Globally, the construction industry has been disrupted by the onset of the pandemic and the responses of various governments to this pandemic. For many construction sites, the past few months have been characterised by zero, or slow, progress as sites were forced to remain closed to combat the transmission of the virus.
As construction sites re-open, one of the burning questions of contractors and employers alike would be that of delays. Of particular interest is the question of concurrent delays – if the contractor was already delayed in progressing the works and the employer (or the circumstance) adds to this delay concurrently, what are the associated rights and remedies?
Concurrent Delays in these Pandemic Times
Concurrent delay refers to the situation where the critical path of construction works is delayed by two events at the same time: one event due to the contractor and the other event due to the employer (or the circumstance).
In normal situations, typical examples of concurrent delays include instances where the contractor had insufficient manpower and the employer had not provided timely access to site. In these pandemic times, on top of contractor delays, there may be concurrent delays by for example: (a) employers issuing variations to sequence of working (to take into account additional safety precautions); or (b) circumstances due to the virus (for e.g., shutdown of construction sites ordered by public authorities).
What would be the rights and remedies associated with claims for additional cost or extensions of time?
Allocating the Risks in the Contract
Parties are free to include express provisions in their contracts to allocate the risks of concurrent delays.
Under the common law, parties may agree to whatever terms they wish to agree (unless there are statutory restrictions to be adhered to). This means that parties could have contractually agreed for the contractor to bear the full burden of the risk in the event of a concurrent delays by the employer or even by the circumstance: see North Midland Building Limited v Cyden Homes Limited  EWHC 2414 (TCC).
Allocating the Risks in Common Law
Where parties had not allocated the risks in their contracts, and the contracts are governed by the common law, common law principles will apply to determine the rights and remedies of the parties.

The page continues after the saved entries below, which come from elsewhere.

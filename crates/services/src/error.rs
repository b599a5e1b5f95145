//! Shared error types for the services crate.

use thiserror::Error;

use storage::repository::StorageError;
use storage::sqlite::SqliteInitError;
use study_core::model::{SubtopicError, TopicError};

/// Errors emitted by `TopicService`.
#[derive(Debug, Error)]
#[non_exhaustive]
pub enum TopicServiceError {
    #[error(transparent)]
    Topic(#[from] TopicError),
    #[error(transparent)]
    Storage(#[from] StorageError),
}

/// Errors emitted by `SubtopicService`.
#[derive(Debug, Error)]
#[non_exhaustive]
pub enum SubtopicServiceError {
    #[error(transparent)]
    Subtopic(#[from] SubtopicError),
    #[error(transparent)]
    Storage(#[from] StorageError),
}

/// Errors emitted by `ProgressService`.
#[derive(Debug, Error)]
#[non_exhaustive]
pub enum ProgressError {
    #[error(transparent)]
    Storage(#[from] StorageError),
}

/// Errors emitted while bootstrapping app services.
#[derive(Debug, Error)]
#[non_exhaustive]
pub enum AppServicesError {
    #[error(transparent)]
    Sqlite(#[from] SqliteInitError),
    #[error(transparent)]
    Storage(#[from] StorageError),
}
#![forbid(unsafe_code)]

pub mod app_services;
pub mod error;
pub mod progress;
pub mod session;
pub mod subtopic_service;
pub mod topic_service;

pub use study_core::Clock;

pub use app_services::AppServices;
pub use error::{AppServicesError, ProgressError, SubtopicServiceError, TopicServiceError};
pub use progress::{ProgressService, ProgressWatch};
pub use session::UserSession;
pub use subtopic_service::SubtopicService;
pub use topic_service::TopicService;
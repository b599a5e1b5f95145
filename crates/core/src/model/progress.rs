use std::collections::HashMap;

use crate::model::ids::{OwnerId, TopicId};
use crate::model::subtopic::Subtopic;
use crate::model::topic::Topic;

//
// ─── DERIVED PROGRESS ──────────────────────────────────────────────────────────
//

/// A topic paired with its derived completion state.
///
/// `checked` is true when every subtopic of the topic is checked. A topic with
/// no subtopics reads as complete.
#[derive(Debug, Clone, PartialEq, Eq)]
pub struct TopicWithProgress {
    pub topic: Topic,
    pub checked: bool,
}

/// Joins topics with their subtopics and derives per-topic completion.
///
/// Subtopics are grouped by `topic_id` in a single pass; each topic is then
/// paired with `all(checked)` over its group. Output preserves the order of
/// `topics`. When `owner` is given, topics and subtopics belonging to anyone
/// else are excluded. Subtopics whose topic is not present are dropped;
/// a deletion racing a write is not an error here.
#[must_use]
pub fn aggregate_progress(
    topics: &[Topic],
    subtopics: &[Subtopic],
    owner: Option<&OwnerId>,
) -> Vec<TopicWithProgress> {
    let mut by_topic: HashMap<TopicId, Vec<&Subtopic>> = HashMap::new();
    for subtopic in subtopics {
        if owner.is_some() && subtopic.owner_id() != owner {
            continue;
        }
        by_topic.entry(subtopic.topic_id()).or_default().push(subtopic);
    }

    topics
        .iter()
        .filter(|topic| owner.is_none() || topic.owner_id() == owner)
        .map(|topic| TopicWithProgress {
            topic: topic.clone(),
            checked: by_topic
                .get(&topic.id())
                .is_none_or(|group| group.iter().all(|s| s.checked())),
        })
        .collect()
}

//
// ─── TESTS ─────────────────────────────────────────────────────────────────────
//

#[cfg(test)]
mod tests {
    use super::*;
    use crate::model::ids::SubtopicId;
    use crate::time::fixed_now;

    fn topic(id: u64, title: &str) -> Topic {
        Topic::new(TopicId::new(id), None, title, fixed_now()).unwrap()
    }

    fn owned_topic(id: u64, title: &str, owner: &OwnerId) -> Topic {
        Topic::new(TopicId::new(id), Some(owner.clone()), title, fixed_now()).unwrap()
    }

    fn subtopic(id: u64, topic_id: u64, checked: bool) -> Subtopic {
        Subtopic::from_persisted(
            SubtopicId::new(id),
            TopicId::new(topic_id),
            None,
            format!("Subtopic {id}"),
            "",
            checked,
            false,
            None,
            fixed_now(),
        )
        .unwrap()
    }

    #[test]
    fn vacuously_complete_without_subtopics() {
        let topics = [topic(1, "Cats")];
        let out = aggregate_progress(&topics, &[], None);

        assert_eq!(out.len(), 1);
        assert!(out[0].checked);
    }

    #[test]
    fn unchecked_subtopic_keeps_topic_incomplete() {
        let topics = [topic(1, "Dogs")];
        let subs = [subtopic(1, 1, true), subtopic(2, 1, false)];
        let out = aggregate_progress(&topics, &subs, None);

        assert_eq!(out.len(), 1);
        assert!(!out[0].checked);
    }

    #[test]
    fn all_checked_subtopics_complete_topic() {
        let topics = [topic(1, "Dogs")];
        let subs = [subtopic(1, 1, true), subtopic(2, 1, true)];
        let out = aggregate_progress(&topics, &subs, None);

        assert!(out[0].checked);
    }

    #[test]
    fn preserves_topic_order_and_isolates_groups() {
        let topics = [topic(1, "Dogs"), topic(2, "Cats"), topic(3, "Birds")];
        let subs = [
            subtopic(1, 1, false),
            subtopic(2, 3, true),
            subtopic(3, 3, true),
        ];
        let out = aggregate_progress(&topics, &subs, None);

        let titles: Vec<&str> = out.iter().map(|t| t.topic.title()).collect();
        assert_eq!(titles, ["Dogs", "Cats", "Birds"]);
        assert!(!out[0].checked);
        assert!(out[1].checked); // no subtopics
        assert!(out[2].checked);
    }

    #[test]
    fn drops_subtopics_of_missing_topics() {
        let topics = [topic(1, "Dogs")];
        let subs = [subtopic(1, 1, true), subtopic(2, 99, false)];
        let out = aggregate_progress(&topics, &subs, None);

        assert_eq!(out.len(), 1);
        assert!(out[0].checked);
    }

    #[test]
    fn owner_filter_hides_foreign_records() {
        let alice = OwnerId::new("alice").unwrap();
        let bob = OwnerId::new("bob").unwrap();

        let topics = [owned_topic(1, "Dogs", &alice), owned_topic(2, "Cats", &bob)];
        let foreign = Subtopic::from_persisted(
            SubtopicId::new(1),
            TopicId::new(1),
            Some(bob.clone()),
            "Bob's card",
            "",
            false,
            false,
            None,
            fixed_now(),
        )
        .unwrap();

        let out = aggregate_progress(&topics, &[foreign], Some(&alice));

        assert_eq!(out.len(), 1);
        assert_eq!(out[0].topic.title(), "Dogs");
        // Bob's unchecked subtopic under Alice's topic is invisible to Alice.
        assert!(out[0].checked);
    }

    #[test]
    fn no_owner_filter_sees_everything() {
        let alice = OwnerId::new("alice").unwrap();
        let topics = [owned_topic(1, "Dogs", &alice), topic(2, "Cats")];
        let out = aggregate_progress(&topics, &[], None);

        assert_eq!(out.len(), 2);
    }
}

Under the common law, the general rule is that where both the contractor and the employer are responsible for concurrent delays, the contractor may be entitled to extensions of time but not additional costs: see De Beers UK Limited (Formerly: The Diamond Trading Company Limited) v Atos Origin It Services UK Limited  EWHC 3276 (TCC).
- The reason for granting extensions of time is because where delays are (concurrently) attributed to the employer, the contractor should be granted a reasonable time to complete the project.
- The reason for not granting additional costs is because where delays are (concurrently) attributed to the contractor, the contractor would have suffered the same loss as a result of his delay.
At this juncture, it is worth noting the prevention principle. If the employer has prevented the contractor from progressing the works (for e.g., by issuing variation orders to change or slow down the sequence of works in order to take into account additional safety precautions), then the employer cannot hold the contractor to the specified completion date: see Multiplex Construction (UK) Limited v Honeywell Control Systems Limited (No. 2) EWHC 447 (TCC).
What about the situation where delays are attributed to the contractor and the circumstance (for e.g., the pandemic)? In this situation, if the circumstance entitles the contractor to an extension of time (for e.g., pandemic or government-ordered site closure falls within the definition of force majeure events), it is likely that the contractor may be entitled to an extension of time: see Henry Boot Construction (UK) Ltd v Malmaison Hotel (Manchester) Ltd  70 Con. LR 32A. However, the issue of claiming for additional costs may be contentious, requiring further exploration.
The issue of concurrent delays is not straightforward. Expert assistance is required to establish concurrent delays. Legal assistance is necessary to determine the allocation of risk and liability having established concurrent delays. Given the unique set of circumstances presented by the pandemic, it is likely that certain issues – especially those relating to the allocation of additional cost burdens – will be a major point of contention in the weeks and months ahead.
To safeguard their positions, both contractors and employers are encouraged to engage delay and legal experts early in the process to determine the causes of delay and the liability associated with each delay event (or concurrent delay events). As dispute management practitioners in the construction industry, our lawyers frequently work with teams of multi-disciplinary professionals with decades of experience and knowledge to assist our clients in advancing their case.